Jackson’s hoofs had been allowed to grow to painful lengths and he was walking on the inside of those hoofs.

“The hoof will grow in the direction he is standing and walking on, so while standing on the inside it curled round like you wouldn’t believe,” she said.

People can donate through PayPal on the group’s website
-Laois Nationalist

Special Communion Treat

A DUBLIN girl who has lost her hair during her battle with leukemia will celebrate her Communion day with a special tailor-made head dress thanks to a kind-hearted designer for cancer patients.

Alyssa Purcell, eight, from Tallaght, was diagnosed with leukemia last April and lost her long locks as a result of her chemotherapy.

The little girl will celebrate her Communion in April, and she was desperate to have a head dress and veil along with all of her friends.

Her mum Joanna called RTE's “Liveline” in a last attempt to source a tailor-made head dress for Alyssa.

Joanna said. "She's lived for this (her Communion.) Even last year, when my nieces were making their Communion, she was getting excited. She's after going through enough so I didn't care, I would have gone to the ends of the earth for her.

"She goes around baldy because she's confident enough. But for her Communion, I wanted her to be happy because she's been looking forward to it for so long."

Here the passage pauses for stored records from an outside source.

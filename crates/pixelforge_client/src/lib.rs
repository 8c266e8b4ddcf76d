use bytes::Bytes;
use pixelforge_core::prelude::*;
use reqwest::{Client, RequestBuilder, StatusCode, multipart};
use serde::de::DeserializeOwned;
use serde::{Deserialize, Serialize};
use std::path::Path;
use thiserror::Error;

#[derive(Error, Debug)]
pub enum PixelforgeClientError {
    #[error("IO error: {0}")]
    Io(#[from] std::io::Error),

    #[error("Network error: {0}")]
    Network(#[from] reqwest::Error),

    #[error("Server returned error {status} ({code}): {message}")]
    Server {
        status: StatusCode,
        code: String,
        message: String,
    },

    #[error("Validation error: {0}")]
    Validation(String),
}

pub type Result<T> = std::result::Result<T, PixelforgeClientError>;

/// Body of a `PUT /api/pixel-arts/{id}`.
#[derive(Debug, Clone, Default, Serialize)]
#[serde(rename_all = "camelCase")]
pub struct Revise {
    pub changes: SettingsPatch,
    #[serde(skip_serializing_if = "Option::is_none")]
    pub prompt: Option<String>,
    pub apply_changes_to_image: bool,
}

/// An image to run through the upload pipeline.
#[derive(Debug, Clone, Default)]
pub struct Upload {
    pub file_name: String,
    pub data: Bytes,
    pub name: Option<String>,
    pub prompt: Option<String>,
    pub tags: Vec<String>,
    pub settings: SettingsPatch,
    pub contrast: Option<u8>,
    pub sharpness: Option<u8>,
}

impl Upload {
    pub async fn from_path(path: &Path) -> Result<Self> {
        let file_name = path
            .file_name()
            .map(|n| n.to_string_lossy().into_owned())
            .ok_or_else(|| {
                PixelforgeClientError::Validation(format!("{} is not a file", path.display()))
            })?;
        let data = tokio::fs::read(path).await?;
        Ok(Self {
            file_name,
            data: data.into(),
            ..Default::default()
        })
    }

    fn into_form(self) -> Result<multipart::Form> {
        let mut form = multipart::Form::new().part(
            "file",
            multipart::Part::stream(self.data).file_name(self.file_name),
        );

        form = text(form, "name", self.name);
        form = text(form, "prompt", self.prompt);
        form = text(form, "tags", (!self.tags.is_empty()).then(|| self.tags.join(",")));
        form = text(form, "pixelSize", self.settings.pixel_size.map(|v| v.to_string()));
        form = text(form, "paletteId", self.settings.palette_id);
        form = text(form, "style", self.settings.style.map(enum_text).transpose()?);
        form = text(
            form,
            "backgroundType",
            self.settings.background_type.map(enum_text).transpose()?,
        );
        form = text(
            form,
            "animationType",
            self.settings.animation_type.map(enum_text).transpose()?,
        );
        form = text(form, "contrast", self.contrast.map(|v| v.to_string()));
        form = text(form, "sharpness", self.sharpness.map(|v| v.to_string()));
        Ok(form)
    }
}

fn text(form: multipart::Form, key: &'static str, value: Option<String>) -> multipart::Form {
    match value {
        Some(value) => form.text(key, value),
        None => form,
    }
}

/// The wire name of a settings enum, e.g. `retro` or `idle`.
fn enum_text<T: Serialize>(value: T) -> Result<String> {
    match serde_json::to_value(value) {
        Ok(serde_json::Value::String(s)) => Ok(s),
        _ => Err(PixelforgeClientError::Validation(
            "setting is not a plain string".into(),
        )),
    }
}

#[derive(Deserialize)]
struct ErrorBody {
    error: String,
    code: String,
}

fn server_error(status: StatusCode, body: &str) -> PixelforgeClientError {
    match serde_json::from_str::<ErrorBody>(body) {
        Ok(ErrorBody { error, code }) => PixelforgeClientError::Server {
            status,
            code,
            message: error,
        },
        Err(_) => PixelforgeClientError::Server {
            status,
            code: "UNKNOWN".to_string(),
            message: body.to_string(),
        },
    }
}

#[derive(Serialize)]
struct GenerateBody<'a> {
    prompt: &'a str,
    settings: &'a SettingsPatch,
}

#[derive(Clone)]
pub struct PixelforgeClient {
    base_url: String,
    client: Client,
}

impl PixelforgeClient {
    pub fn new(base_url: impl Into<String>) -> Self {
        Self {
            base_url: base_url.into().trim_end_matches('/').to_string(),
            client: Client::new(),
        }
    }

    fn url(&self, path: &str) -> String {
        format!("{}{path}", self.base_url)
    }

    async fn send(&self, builder: RequestBuilder) -> Result<reqwest::Response> {
        let response = builder.send().await?;
        if !response.status().is_success() {
            let status = response.status();
            let text = response.text().await.unwrap_or_default();
            return Err(server_error(status, &text));
        }
        Ok(response)
    }

    async fn json<T: DeserializeOwned>(&self, builder: RequestBuilder) -> Result<T> {
        self.send(builder)
            .await?
            .json()
            .await
            .map_err(|e| PixelforgeClientError::Validation(format!("Failed to parse response: {e}")))
    }

    pub async fn generate(&self, prompt: &str, settings: &SettingsPatch) -> Result<Artifact> {
        let url = self.url("/api/pixel-arts/generate-from-prompt");
        self.json(self.client.post(url).json(&GenerateBody { prompt, settings }))
            .await
    }

    pub async fn upload(&self, upload: Upload) -> Result<Artifact> {
        let url = self.url("/api/pixel-arts/process-image");
        self.json(self.client.post(url).multipart(upload.into_form()?))
            .await
    }

    pub async fn revise(&self, id: &str, revise: &Revise) -> Result<Artifact> {
        let url = self.url(&format!("/api/pixel-arts/{id}"));
        self.json(self.client.put(url).json(revise)).await
    }

    pub async fn get(&self, id: &str) -> Result<Artifact> {
        let url = self.url(&format!("/api/pixel-arts/{id}"));
        self.json(self.client.get(url)).await
    }

    pub async fn list(&self, query: &ArtifactQuery) -> Result<ArtifactPage> {
        let url = self.url("/api/pixel-arts");
        self.json(self.client.get(url).query(query)).await
    }

    pub async fn history(&self, id: &str) -> Result<Vec<VersionSnapshot>> {
        let url = self.url(&format!("/api/pixel-arts/{id}/history"));
        self.json(self.client.get(url)).await
    }

    pub async fn delete(&self, id: &str) -> Result<()> {
        let url = self.url(&format!("/api/pixel-arts/{id}"));
        self.send(self.client.delete(url)).await?;
        Ok(())
    }

    pub async fn palettes(&self) -> Result<Vec<Palette>> {
        self.json(self.client.get(self.url("/api/palettes"))).await
    }

    pub async fn palette(&self, id: &str) -> Result<Palette> {
        let url = self.url(&format!("/api/palettes/{id}"));
        self.json(self.client.get(url)).await
    }

    pub async fn create_palette(&self, palette: &Palette) -> Result<Palette> {
        let url = self.url("/api/palettes");
        self.json(self.client.post(url).json(palette)).await
    }

    pub async fn update_palette(&self, id: &str, patch: &PalettePatch) -> Result<Palette> {
        let url = self.url(&format!("/api/palettes/{id}"));
        self.json(self.client.put(url).json(patch)).await
    }

    pub async fn delete_palette(&self, id: &str) -> Result<()> {
        let url = self.url(&format!("/api/palettes/{id}"));
        self.send(self.client.delete(url)).await?;
        Ok(())
    }

    pub async fn preferences(&self) -> Result<UserPreferences> {
        self.json(self.client.get(self.url("/api/settings"))).await
    }

    pub async fn update_preferences(&self, patch: &PreferencesPatch) -> Result<UserPreferences> {
        self.json(self.client.put(self.url("/api/settings")).json(patch))
            .await
    }

    pub async fn reset_preferences(&self) -> Result<UserPreferences> {
        self.json(self.client.post(self.url("/api/settings/reset")))
            .await
    }

    /// Fetches an image by the absolute URL stored on an artifact.
    pub async fn download(&self, url: &str) -> Result<Bytes> {
        let response = self.send(self.client.get(url)).await?;
        Ok(response.bytes().await?)
    }
}

#[cfg(test)]
mod tests {
    use super::*;

    #[test]
    fn api_errors_keep_their_code() {
        let err = server_error(
            StatusCode::BAD_GATEWAY,
            r#"{"error":"Provider error: timeout","code":"PROVIDER_FAILURE"}"#,
        );
        match err {
            PixelforgeClientError::Server { status, code, message } => {
                assert_eq!(status, StatusCode::BAD_GATEWAY);
                assert_eq!(code, "PROVIDER_FAILURE");
                assert_eq!(message, "Provider error: timeout");
            }
            other => panic!("unexpected error: {other}"),
        }

        let err = server_error(StatusCode::BAD_GATEWAY, "upstream down");
        assert!(matches!(err, PixelforgeClientError::Server { code, .. } if code == "UNKNOWN"));
    }

    #[test]
    fn enum_settings_use_their_wire_names() {
        assert_eq!(enum_text(PixelArtStyle::Isometric).unwrap(), "isometric");
        assert_eq!(enum_text(BackgroundType::Transparent).unwrap(), "transparent");
    }

    #[test]
    fn revisions_omit_an_absent_prompt() {
        let body = serde_json::to_value(Revise {
            changes: SettingsPatch {
                pixel_size: Some(16),
                ..Default::default()
            },
            ..Default::default()
        })
        .unwrap();
        assert_eq!(
            body,
            serde_json::json!({ "changes": { "pixelSize": 16 }, "applyChangesToImage": false })
        );
    }
}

Angela Goulding from Blue Rose Waterford, which makes headwear for chemotherapy patients, came to the rescue to grant Alyssa's wish for the day.


Joanna said, "They're going to make a hat which will be the same shape as her head so that I can sew in the veil and the headdress."

Alyssa hasn't enjoyed a day outside since Christmas Day, so the Communion will be extra special.
"We're going to visit all the relatives after we go to the Mass, and then we'll do some dinner if we can," said Joanna.